Integrasi rantai nilai mencakup pengembangan material katoda anoda dan manufaktur sel dalam negeri. Langkah ini mengurangi ketergantungan impor dan memperkuat ketahanan industri. Penguatan BESS untuk skala utilitas menjadi prioritas utama. Semua pihak kini pula fokus pada bagaimana riset menjawab tantangan teknis yang ada di lapangan.
Gelaran IBS 2026 bukan sekadar pameran teknologi tiga hari biasa. Ini merupakan momentum nyata strategis melihat peta jalan industri baterai secara lebih berani.
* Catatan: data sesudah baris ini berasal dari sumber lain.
mod config;
mod db;
mod dtos;
mod error;
mod handler;
mod middleware;
mod models;
mod routes;
mod service;
mod utils;

use std::net::SocketAddr;
use std::sync::Arc;

use axum::http::{
    header::{ACCEPT, AUTHORIZATION, CONTENT_TYPE},
    HeaderValue, Method,
};
use config::Config;
use db::DBClient;
use dotenv::dotenv;
use routes::create_router;
use service::{
    background_jobs::start_escrow_release_job,
    contract_service::ContractService,
    dispute_service::DisputeService,
    escrow_service::EscrowService,
    notification_service::NotificationService,
    payment_provider::{PaymentGateway, StripeGateway},
    realtime::RealtimeHub,
    review_service::ReviewService,
};
use sqlx::postgres::PgPoolOptions;
use tower_http::cors::{AllowOrigin, CorsLayer};

#[derive(Debug, Clone)]
pub struct AppState {
    pub env: Config,
    pub db_client: Arc<DBClient>,
    pub realtime: Arc<RealtimeHub>,
    // Services
    pub notification_service: Arc<NotificationService>,
    pub escrow_service: Arc<EscrowService>,
    pub contract_service: Arc<ContractService>,
    pub dispute_service: Arc<DisputeService>,
    pub review_service: Arc<ReviewService>,
}

impl AppState {
    pub fn new(db_client: DBClient, config: Config) -> Self {
        let gateway: Arc<dyn PaymentGateway> = Arc::new(StripeGateway::new(&config));
        Self::with_gateway(db_client, config, gateway)
    }

    pub fn with_gateway(
        db_client: DBClient,
        config: Config,
        gateway: Arc<dyn PaymentGateway>,
    ) -> Self {
        let db_client_arc = Arc::new(db_client);
        let realtime = Arc::new(RealtimeHub::new());

        let notification_service = Arc::new(NotificationService::new(
            db_client_arc.clone(),
            realtime.clone(),
        ));
        let escrow_service = Arc::new(EscrowService::new(
            db_client_arc.clone(),
            gateway,
            &config,
        ));

        let contract_service = Arc::new(ContractService::new(
            db_client_arc.clone(),
            escrow_service.clone(),
            notification_service.clone(),
        ));

        let dispute_service = Arc::new(DisputeService::new(
            db_client_arc.clone(),
            escrow_service.clone(),
            notification_service.clone(),
        ));

        let review_service = Arc::new(ReviewService::new(
            db_client_arc.clone(),
            notification_service.clone(),
        ));

        Self {
            env: config,
            db_client: db_client_arc,
            realtime,
            notification_service,
            escrow_service,
            contract_service,
            dispute_service,
            review_service,
        }
    }
}

#[tokio::main]
async fn main() {
    dotenv().ok();

    let config = match Config::init() {
        Ok(config) => config,
        Err(e) => {
            eprintln!("Invalid configuration: {}", e);
            std::process::exit(1);
        }
    };

    tracing_subscriber::fmt()
        .with_max_level(config.log_level)
        .init();

    let pool = match PgPoolOptions::new()
        .max_connections(20)
        .min_connections(2)
        .connect(&config.database_url)
        .await
    {
        Ok(pool) => {
            tracing::info!("Connection to the database is successful");
            pool
        }
        Err(err) => {
            tracing::error!("Failed to connect to the database: {:?}", err);
            std::process::exit(1);
        }
    };

    let db_client = match config.redis_url {
        Some(ref redis_url) => DBClient::with_redis(pool, redis_url).await,
        None => {
            tracing::info!("Redis not configured, running without cache");
            DBClient::new(pool)
        }
    };

    let allowed_origins: Vec<HeaderValue> = config
        .cors_origins
        .iter()
        .filter_map(|origin| match origin.parse::<HeaderValue>() {
            Ok(value) => Some(value),
            Err(_) => {
                tracing::warn!("Ignoring invalid CORS origin {}", origin);
                None
            }
        })
        .collect();

    let cors = CorsLayer::new()
        .allow_origin(AllowOrigin::list(allowed_origins))
        .allow_headers([AUTHORIZATION, ACCEPT, CONTENT_TYPE])
        .allow_credentials(true)
        .allow_methods([Method::GET, Method::POST, Method::PUT, Method::DELETE]);

    let app_state = Arc::new(AppState::new(db_client, config.clone()));

    tokio::spawn(start_escrow_release_job(app_state.clone()));

    let app = create_router(app_state.clone()).layer(cors);

    tracing::info!("Server is running on http://localhost:{}", config.port);
    tracing::info!("Cache status: {}", app_state.db_client.cache_status());

    let listener = match tokio::net::TcpListener::bind(format!("0.0.0.0:{}", config.port)).await {
        Ok(listener) => listener,
        Err(err) => {
            tracing::error!("Failed to bind port {}: {}", config.port, err);
            std::process::exit(1);
        }
    };

    if let Err(err) = axum::serve(
        listener,
        app.into_make_service_with_connect_info::<SocketAddr>(),
    )
    .await
    {
        tracing::error!("Server error: {}", err);
    }
}
use std::sync::Arc;

use axum::{middleware, routing::get, Extension, Json, Router};
use serde_json::json;
use tower_http::trace::TraceLayer;

use crate::{
    handler::{
        admin::admin_handler,
        auth::auth_handler,
        chat::chat_handler,
        contracts::contracts_handler,
        disputes::disputes_handler,
        notification_handler::notification_routes,
        payments::{payments_handler, transactions_handler},
        projects::{projects_handler, proposals_handler},
        realtime::socket_handler,
        support_handler::support_handler,
        users::users_handler,
    },
    middleware::{auth, role_check},
    models::usermodel::UserRole,
    AppState,
};

async fn health_check(Extension(app_state): Extension<Arc<AppState>>) -> Json<serde_json::Value> {
    Json(json!({
        "status": "ok",
        "cache": app_state.db_client.cache_status(),
        "sockets": app_state.realtime.connection_count().await,
    }))
}

pub fn create_router(app_state: Arc<AppState>) -> Router {
    let api_route = Router::new()
        .nest("/auth", auth_handler(app_state.env.trust_proxy))
        .nest("/users", users_handler().layer(middleware::from_fn(auth)))
        .nest("/projects", projects_handler().layer(middleware::from_fn(auth)))
        .nest("/proposals", proposals_handler().layer(middleware::from_fn(auth)))
        .nest("/contracts", contracts_handler().layer(middleware::from_fn(auth)))
        .nest("/disputes", disputes_handler().layer(middleware::from_fn(auth)))
        .nest(
            "/transactions",
            transactions_handler().layer(middleware::from_fn(auth)),
        )
        .nest("/payments", payments_handler(app_state.env.trust_proxy))
        .nest(
            "/conversations",
            chat_handler().layer(middleware::from_fn(auth)),
        )
        .nest(
            "/notifications",
            notification_routes().layer(middleware::from_fn(auth)),
        )
        .nest("/support", support_handler().layer(middleware::from_fn(auth)))
        .nest(
            "/admin",
            admin_handler()
                .layer(middleware::from_fn(|req, next| {
                    role_check(req, next, vec![UserRole::Admin])
                }))
                .layer(middleware::from_fn(auth)),
        )
        .nest("/ws", socket_handler());

    Router::new()
        .route("/health", get(health_check))
        .nest("/api", api_route)
        .layer(TraceLayer::new_for_http())
        .layer(Extension(app_state))
}

#[cfg(test)]
mod tests {
    use super::*;
    use crate::config::Config;
    use crate::service::payment_provider::mock::MockGateway;
    use axum::{
        body::Body,
        http::{Request, StatusCode},
    };
    use sqlx::postgres::PgPoolOptions;
    use tower::ServiceExt;

    fn test_state() -> Arc<AppState> {
        let config = Config::from_lookup(|key| match key {
            "DATABASE_URL" => Some("postgres://localhost/talenthive_test".to_string()),
            "JWT_SECRET_KEY" => Some("test-secret".to_string()),
            _ => None,
        })
        .unwrap();
        // never connects unless a handler reaches the database
        let pool = PgPoolOptions::new()
            .connect_lazy(&config.database_url)
            .unwrap();
        Arc::new(AppState::with_gateway(
            crate::db::DBClient::new(pool),
            config,
            Arc::new(MockGateway::default()),
        ))
    }

    #[tokio::test]
    async fn test_health_check() {
        let app = create_router(test_state());
        let response = app
            .oneshot(Request::builder().uri("/health").body(Body::empty()).unwrap())
            .await
            .unwrap();
        assert_eq!(response.status(), StatusCode::OK);
    }

    #[tokio::test]
    async fn test_protected_routes_need_a_token() {
        let app = create_router(test_state());
        for uri in ["/api/users/me", "/api/contracts", "/api/admin/analytics"] {
            let response = app
                .clone()
                .oneshot(Request::builder().uri(uri).body(Body::empty()).unwrap())
                .await
                .unwrap();
            assert_eq!(response.status(), StatusCode::UNAUTHORIZED, "{}", uri);
        }
    }

    #[tokio::test]
    async fn test_webhook_rejects_unsigned_calls() {
        let app = create_router(test_state());
        let response = app
            .oneshot(
                Request::builder()
                    .method("POST")
                    .uri("/api/payments/webhook")
                    .body(Body::from("{}"))
                    .unwrap(),
            )
            .await
            .unwrap();
        assert_eq!(response.status(), StatusCode::BAD_REQUEST);
    }

    #[tokio::test]
    async fn test_socket_needs_a_token() {
        let app = create_router(test_state());
        let response = app
            .oneshot(Request::builder().uri("/api/ws").body(Body::empty()).unwrap())
            .await
            .unwrap();
        assert_ne!(response.status(), StatusCode::SWITCHING_PROTOCOLS);
        assert!(response.status().is_client_error());
    }
}
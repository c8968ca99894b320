// db/analyticsdb.rs
use async_trait::async_trait;
use chrono::{DateTime, Utc};
use serde::{Deserialize, Serialize};
use sqlx::types::BigDecimal;

use super::db::DBClient;

#[derive(Debug, Clone, Serialize, Deserialize, sqlx::FromRow)]
pub struct StatusCount {
    pub key: String,
    pub count: i64,
}

#[derive(Debug, Clone, Serialize, Deserialize, sqlx::FromRow)]
pub struct EscrowTotals {
    pub held: BigDecimal,
    pub paid_out: BigDecimal,
    pub refunded: BigDecimal,
    pub platform_revenue: BigDecimal,
}

#[derive(Debug, Clone, Serialize, Deserialize)]
pub struct PlatformAnalytics {
    pub users_by_role: Vec<StatusCount>,
    pub projects_by_status: Vec<StatusCount>,
    pub contracts_by_status: Vec<StatusCount>,
    pub escrow: EscrowTotals,
    pub open_disputes: i64,
    pub open_tickets: i64,
    pub generated_at: DateTime<Utc>,
}

#[async_trait]
pub trait AnalyticsExt {
    async fn get_platform_analytics(&self) -> Result<PlatformAnalytics, sqlx::Error>;
}

#[async_trait]
impl AnalyticsExt for DBClient {
    async fn get_platform_analytics(&self) -> Result<PlatformAnalytics, sqlx::Error> {
        let users_by_role = sqlx::query_as::<_, StatusCount>(
            "SELECT role::text AS key, COUNT(*) AS count FROM users GROUP BY role ORDER BY role",
        )
        .fetch_all(&self.pool)
        .await?;

        let projects_by_status = sqlx::query_as::<_, StatusCount>(
            "SELECT status::text AS key, COUNT(*) AS count FROM projects GROUP BY status ORDER BY status",
        )
        .fetch_all(&self.pool)
        .await?;

        let contracts_by_status = sqlx::query_as::<_, StatusCount>(
            "SELECT status::text AS key, COUNT(*) AS count FROM contracts GROUP BY status ORDER BY status",
        )
        .fetch_all(&self.pool)
        .await?;

        let escrow = sqlx::query_as::<_, EscrowTotals>(
            r#"
            SELECT
                COALESCE(SUM(amount) FILTER (WHERE status IN ('held_in_escrow', 'released')), 0) AS held,
                COALESCE(SUM(amount - COALESCE(refunded_amount, 0)) FILTER (WHERE status = 'paid_out'), 0) AS paid_out,
                COALESCE(SUM(COALESCE(refunded_amount, amount)) FILTER (WHERE status = 'refunded'), 0)
                    + COALESCE(SUM(refunded_amount) FILTER (WHERE status = 'paid_out'), 0) AS refunded,
                COALESCE(SUM(platform_fee) FILTER (WHERE status = 'paid_out'), 0) AS platform_revenue
            FROM transactions
            "#,
        )
        .fetch_one(&self.pool)
        .await?;

        let open_disputes: i64 = sqlx::query_scalar(
            "SELECT COUNT(*) FROM disputes WHERE status IN ('open', 'under_review')",
        )
        .fetch_one(&self.pool)
        .await?;

        let open_tickets: i64 = sqlx::query_scalar(
            "SELECT COUNT(*) FROM support_tickets WHERE status IN ('open', 'in_progress')",
        )
        .fetch_one(&self.pool)
        .await?;

        Ok(PlatformAnalytics {
            users_by_role,
            projects_by_status,
            contracts_by_status,
            escrow,
            open_disputes,
            open_tickets,
            generated_at: Utc::now(),
        })
    }
}
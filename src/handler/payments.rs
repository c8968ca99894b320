use std::sync::Arc;

use axum::{
    body::Bytes,
    extract::{Path, Query},
    http::HeaderMap,
    middleware,
    response::IntoResponse,
    routing::{get, post},
    Extension, Json, Router,
};
use chrono::Utc;
use serde_json::json;
use uuid::Uuid;
use validator::Validate;

use crate::{
    db::escrowdb::TransactionExt,
    dtos::{validation_error, ApiResponse, PaginatedResponse, RequestQueryDto},
    error::HttpError,
    middleware::{
        rate_limit::{rate_limit_middleware, webhook_rate_limiter},
        JWTAuthMiddeware,
    },
    service::payment_provider::{verify_webhook_signature, GatewayEvent},
    AppState,
};

pub const SIGNATURE_HEADER: &str = "stripe-signature";

pub fn transactions_handler() -> Router {
    Router::new()
        .route("/", get(get_my_transactions))
        .route("/:transaction_id", get(get_transaction))
}

/// Public: authenticated by the gateway signature, not by a user token.
pub fn payments_handler(trust_proxy: bool) -> Router {
    let limiter = Arc::new(webhook_rate_limiter(trust_proxy));

    Router::new().route(
        "/webhook",
        post(payment_webhook).layer(middleware::from_fn_with_state(
            limiter,
            rate_limit_middleware,
        )),
    )
}

pub async fn get_my_transactions(
    Extension(app_state): Extension<Arc<AppState>>,
    Extension(user): Extension<JWTAuthMiddeware>,
    Query(query): Query<RequestQueryDto>,
) -> Result<impl IntoResponse, HttpError> {
    query.validate().map_err(validation_error)?;

    let transactions = app_state
        .db_client
        .get_user_transactions(user.user.id, query.page(), query.limit())
        .await
        .map_err(|e| HttpError::server_error(e.to_string()))?;
    let total = app_state
        .db_client
        .count_user_transactions(user.user.id)
        .await
        .map_err(|e| HttpError::server_error(e.to_string()))?;

    Ok(Json(PaginatedResponse::new(
        transactions,
        total,
        query.page(),
        query.limit() as u32,
    )))
}

pub async fn get_transaction(
    Extension(app_state): Extension<Arc<AppState>>,
    Extension(user): Extension<JWTAuthMiddeware>,
    Path(transaction_id): Path<Uuid>,
) -> Result<impl IntoResponse, HttpError> {
    let transaction = app_state
        .db_client
        .get_transaction(transaction_id)
        .await
        .map_err(|e| HttpError::server_error(e.to_string()))?
        .ok_or_else(|| HttpError::not_found("Transaction not found"))?;

    if !transaction.involves(user.user.id) && !user.user.is_admin() {
        return Err(HttpError::forbidden("You are not part of this transaction"));
    }

    Ok(Json(ApiResponse::success("Transaction retrieved", transaction)))
}

/// Gateway callback. Only a bad signature or an unreadable body is refused;
/// events that cannot be applied are logged and acknowledged so the gateway
/// stops retrying them.
pub async fn payment_webhook(
    Extension(app_state): Extension<Arc<AppState>>,
    headers: HeaderMap,
    body: Bytes,
) -> Result<impl IntoResponse, HttpError> {
    let signature = headers
        .get(SIGNATURE_HEADER)
        .and_then(|value| value.to_str().ok())
        .ok_or_else(|| HttpError::bad_request("Missing webhook signature"))?;

    verify_webhook_signature(
        &body,
        signature,
        &app_state.env.stripe_webhook_secret,
        Utc::now().timestamp(),
    )
    .map_err(|e| {
        tracing::warn!("Rejected payment webhook: {}", e);
        HttpError::bad_request("Invalid webhook signature")
    })?;

    let event: GatewayEvent = serde_json::from_slice(&body)
        .map_err(|e| HttpError::bad_request(format!("Invalid webhook payload: {}", e)))?;

    tracing::info!("Payment webhook {} ({})", event.id, event.event_type);

    match app_state.escrow_service.apply_gateway_event(&event).await {
        Ok(Some(transaction)) => {
            app_state
                .notification_service
                .push_payment_update(&transaction)
                .await;
        }
        Ok(None) => {}
        Err(e) => {
            tracing::error!("Failed to apply webhook {}: {}", event.id, e);
            return Err(HttpError::server_error("Failed to process webhook"));
        }
    }

    Ok(Json(json!({ "status": "success" })))
}
use std::sync::Arc;

use axum::{
    extract::Path,
    http::StatusCode,
    response::IntoResponse,
    routing::get,
    Extension, Json, Router,
};
use uuid::Uuid;
use validator::Validate;

use crate::{
    dtos::{
        disputedtos::{CreateDisputeDto, DisputeMessageDto},
        validation_error, ApiResponse,
    },
    error::HttpError,
    middleware::JWTAuthMiddeware,
    utils::sanitize::plain_text,
    AppState,
};

pub fn disputes_handler() -> Router {
    Router::new()
        .route("/:dispute_id", get(get_dispute))
        .route(
            "/:dispute_id/messages",
            get(get_dispute_messages).post(add_dispute_message),
        )
}

/// Mounted under `/contracts/:contract_id/disputes`.
pub async fn create_dispute(
    Extension(app_state): Extension<Arc<AppState>>,
    Extension(user): Extension<JWTAuthMiddeware>,
    Path(contract_id): Path<Uuid>,
    Json(body): Json<CreateDisputeDto>,
) -> Result<impl IntoResponse, HttpError> {
    body.validate().map_err(validation_error)?;

    let dispute = app_state
        .dispute_service
        .create_dispute(
            contract_id,
            user.user.id,
            body.transaction_id,
            body.reason.trim().to_string(),
            body.description,
        )
        .await?;

    Ok((
        StatusCode::CREATED,
        Json(ApiResponse::success(
            "Dispute opened; automatic payouts on this contract are paused",
            dispute,
        )),
    ))
}

pub async fn get_dispute(
    Extension(app_state): Extension<Arc<AppState>>,
    Extension(user): Extension<JWTAuthMiddeware>,
    Path(dispute_id): Path<Uuid>,
) -> Result<impl IntoResponse, HttpError> {
    let dispute = app_state
        .dispute_service
        .get_dispute(dispute_id, &user.user)
        .await?;

    Ok(Json(ApiResponse::success("Dispute retrieved", dispute)))
}

pub async fn get_dispute_messages(
    Extension(app_state): Extension<Arc<AppState>>,
    Extension(user): Extension<JWTAuthMiddeware>,
    Path(dispute_id): Path<Uuid>,
) -> Result<impl IntoResponse, HttpError> {
    let messages = app_state
        .dispute_service
        .get_messages(dispute_id, &user.user)
        .await?;

    Ok(Json(ApiResponse::success("Messages retrieved", messages)))
}

pub async fn add_dispute_message(
    Extension(app_state): Extension<Arc<AppState>>,
    Extension(user): Extension<JWTAuthMiddeware>,
    Path(dispute_id): Path<Uuid>,
    Json(body): Json<DisputeMessageDto>,
) -> Result<impl IntoResponse, HttpError> {
    body.validate().map_err(validation_error)?;

    let message = app_state
        .dispute_service
        .add_message(dispute_id, &user.user, plain_text(&body.message))
        .await?;

    Ok((
        StatusCode::CREATED,
        Json(ApiResponse::success("Message added", message)),
    ))
}
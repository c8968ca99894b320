// db/disputedb.rs
use async_trait::async_trait;
use uuid::Uuid;

use super::db::DBClient;
use crate::models::disputemodel::{Dispute, DisputeMessage, DisputeStatus};

const DISPUTE_COLUMNS: &str = r#"
    id, contract_id, transaction_id, raised_by, against, reason, description, status,
    resolution, resolution_notes, resolved_by, created_at, resolved_at
"#;

#[async_trait]
pub trait DisputeExt {
    /// Opens a dispute and moves the contract from `active` to `disputed` in
    /// one transaction. `None` when the contract is not active.
    async fn create_dispute(
        &self,
        contract_id: Uuid,
        transaction_id: Option<Uuid>,
        raised_by: Uuid,
        against: Uuid,
        reason: String,
        description: String,
    ) -> Result<Option<Dispute>, sqlx::Error>;

    async fn get_dispute(&self, dispute_id: Uuid) -> Result<Option<Dispute>, sqlx::Error>;

    async fn get_disputes(
        &self,
        status: Option<DisputeStatus>,
        page: u32,
        limit: usize,
    ) -> Result<Vec<Dispute>, sqlx::Error>;

    async fn count_disputes(&self, status: Option<DisputeStatus>) -> Result<i64, sqlx::Error>;

    async fn update_dispute_status(
        &self,
        dispute_id: Uuid,
        from: DisputeStatus,
        to: DisputeStatus,
    ) -> Result<Option<Dispute>, sqlx::Error>;

    /// Settles an unsettled dispute. `None` when it was already settled.
    async fn resolve_dispute(
        &self,
        dispute_id: Uuid,
        status: DisputeStatus,
        resolution: &str,
        resolution_notes: Option<String>,
        resolved_by: Uuid,
    ) -> Result<Option<Dispute>, sqlx::Error>;

    async fn add_dispute_message(
        &self,
        dispute_id: Uuid,
        sender_id: Uuid,
        message: String,
    ) -> Result<DisputeMessage, sqlx::Error>;

    async fn get_dispute_messages(
        &self,
        dispute_id: Uuid,
    ) -> Result<Vec<DisputeMessage>, sqlx::Error>;
}

#[async_trait]
impl DisputeExt for DBClient {
    async fn create_dispute(
        &self,
        contract_id: Uuid,
        transaction_id: Option<Uuid>,
        raised_by: Uuid,
        against: Uuid,
        reason: String,
        description: String,
    ) -> Result<Option<Dispute>, sqlx::Error> {
        let mut tx = self.pool.begin().await?;

        let disputed = sqlx::query(
            r#"
            UPDATE contracts SET status = 'disputed', updated_at = NOW()
            WHERE id = $1 AND status = 'active'
            "#,
        )
        .bind(contract_id)
        .execute(&mut *tx)
        .await?;

        if disputed.rows_affected() == 0 {
            tx.rollback().await?;
            return Ok(None);
        }

        let dispute = sqlx::query_as::<_, Dispute>(&format!(
            r#"
            INSERT INTO disputes (contract_id, transaction_id, raised_by, against, reason, description)
            VALUES ($1, $2, $3, $4, $5, $6)
            RETURNING {}
            "#,
            DISPUTE_COLUMNS
        ))
        .bind(contract_id)
        .bind(transaction_id)
        .bind(raised_by)
        .bind(against)
        .bind(reason)
        .bind(description)
        .fetch_one(&mut *tx)
        .await?;

        tx.commit().await?;

        Ok(Some(dispute))
    }

    async fn get_dispute(&self, dispute_id: Uuid) -> Result<Option<Dispute>, sqlx::Error> {
        sqlx::query_as::<_, Dispute>(&format!(
            "SELECT {} FROM disputes WHERE id = $1",
            DISPUTE_COLUMNS
        ))
        .bind(dispute_id)
        .fetch_optional(&self.pool)
        .await
    }

    async fn get_disputes(
        &self,
        status: Option<DisputeStatus>,
        page: u32,
        limit: usize,
    ) -> Result<Vec<Dispute>, sqlx::Error> {
        let offset = (page.max(1) - 1) as i64 * limit as i64;

        sqlx::query_as::<_, Dispute>(&format!(
            r#"
            SELECT {} FROM disputes
            WHERE ($1::dispute_status IS NULL OR status = $1)
            ORDER BY created_at DESC
            LIMIT $2 OFFSET $3
            "#,
            DISPUTE_COLUMNS
        ))
        .bind(status)
        .bind(limit as i64)
        .bind(offset)
        .fetch_all(&self.pool)
        .await
    }

    async fn count_disputes(&self, status: Option<DisputeStatus>) -> Result<i64, sqlx::Error> {
        let count: i64 = sqlx::query_scalar(
            "SELECT COUNT(*) FROM disputes WHERE ($1::dispute_status IS NULL OR status = $1)",
        )
        .bind(status)
        .fetch_one(&self.pool)
        .await?;
        Ok(count)
    }

    async fn update_dispute_status(
        &self,
        dispute_id: Uuid,
        from: DisputeStatus,
        to: DisputeStatus,
    ) -> Result<Option<Dispute>, sqlx::Error> {
        sqlx::query_as::<_, Dispute>(&format!(
            r#"
            UPDATE disputes SET status = $3
            WHERE id = $1 AND status = $2
            RETURNING {}
            "#,
            DISPUTE_COLUMNS
        ))
        .bind(dispute_id)
        .bind(from)
        .bind(to)
        .fetch_optional(&self.pool)
        .await
    }

    async fn resolve_dispute(
        &self,
        dispute_id: Uuid,
        status: DisputeStatus,
        resolution: &str,
        resolution_notes: Option<String>,
        resolved_by: Uuid,
    ) -> Result<Option<Dispute>, sqlx::Error> {
        sqlx::query_as::<_, Dispute>(&format!(
            r#"
            UPDATE disputes SET
                status = $2,
                resolution = $3,
                resolution_notes = $4,
                resolved_by = $5,
                resolved_at = NOW()
            WHERE id = $1 AND status IN ('open', 'under_review')
            RETURNING {}
            "#,
            DISPUTE_COLUMNS
        ))
        .bind(dispute_id)
        .bind(status)
        .bind(resolution)
        .bind(resolution_notes)
        .bind(resolved_by)
        .fetch_optional(&self.pool)
        .await
    }

    async fn add_dispute_message(
        &self,
        dispute_id: Uuid,
        sender_id: Uuid,
        message: String,
    ) -> Result<DisputeMessage, sqlx::Error> {
        sqlx::query_as::<_, DisputeMessage>(
            r#"
            INSERT INTO dispute_messages (dispute_id, sender_id, message)
            VALUES ($1, $2, $3)
            RETURNING id, dispute_id, sender_id, message, created_at
            "#,
        )
        .bind(dispute_id)
        .bind(sender_id)
        .bind(message)
        .fetch_one(&self.pool)
        .await
    }

    async fn get_dispute_messages(
        &self,
        dispute_id: Uuid,
    ) -> Result<Vec<DisputeMessage>, sqlx::Error> {
        sqlx::query_as::<_, DisputeMessage>(
            r#"
            SELECT id, dispute_id, sender_id, message, created_at
            FROM dispute_messages
            WHERE dispute_id = $1
            ORDER BY created_at ASC
            "#,
        )
        .bind(dispute_id)
        .fetch_all(&self.pool)
        .await
    }
}
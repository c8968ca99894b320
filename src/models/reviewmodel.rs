use chrono::{DateTime, Utc};
use serde::{Deserialize, Serialize};
use uuid::Uuid;

#[derive(Debug, Clone, Serialize, Deserialize, sqlx::FromRow)]
pub struct Review {
    pub id: Uuid,
    pub contract_id: Uuid,
    pub reviewer_id: Uuid,
    pub reviewee_id: Uuid,
    pub rating: i32,
    pub comment: String,
    pub created_at: DateTime<Utc>,
}

#[derive(Debug, Clone, Serialize, Deserialize, sqlx::FromRow)]
pub struct ReviewWithReviewer {
    #[sqlx(flatten)]
    #[serde(flatten)]
    pub review: Review,
    pub reviewer_name: String,
}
Indonesia harus segera keluar dari bayang-bayang pemasok bahan baku dunia. Kehadiran pemangku kepentingan global menjadi katalis percepatan ekosistem yang mandiri dan berkelanjutan.
Perjalanan industri baterai Indonesia memasuki babak baru yang penuh harapan besar. Bukan lagi hanya soal kapasitas pabrik, melainkan kemampuan berinovasi. Kolaborasi internasional dan lintas sektor menjadi kunci utama percepatan kita. Masa depan energi hijau negeri ini sedang dirumuskan dari ruang strategis konvensi Jakarta hari ini.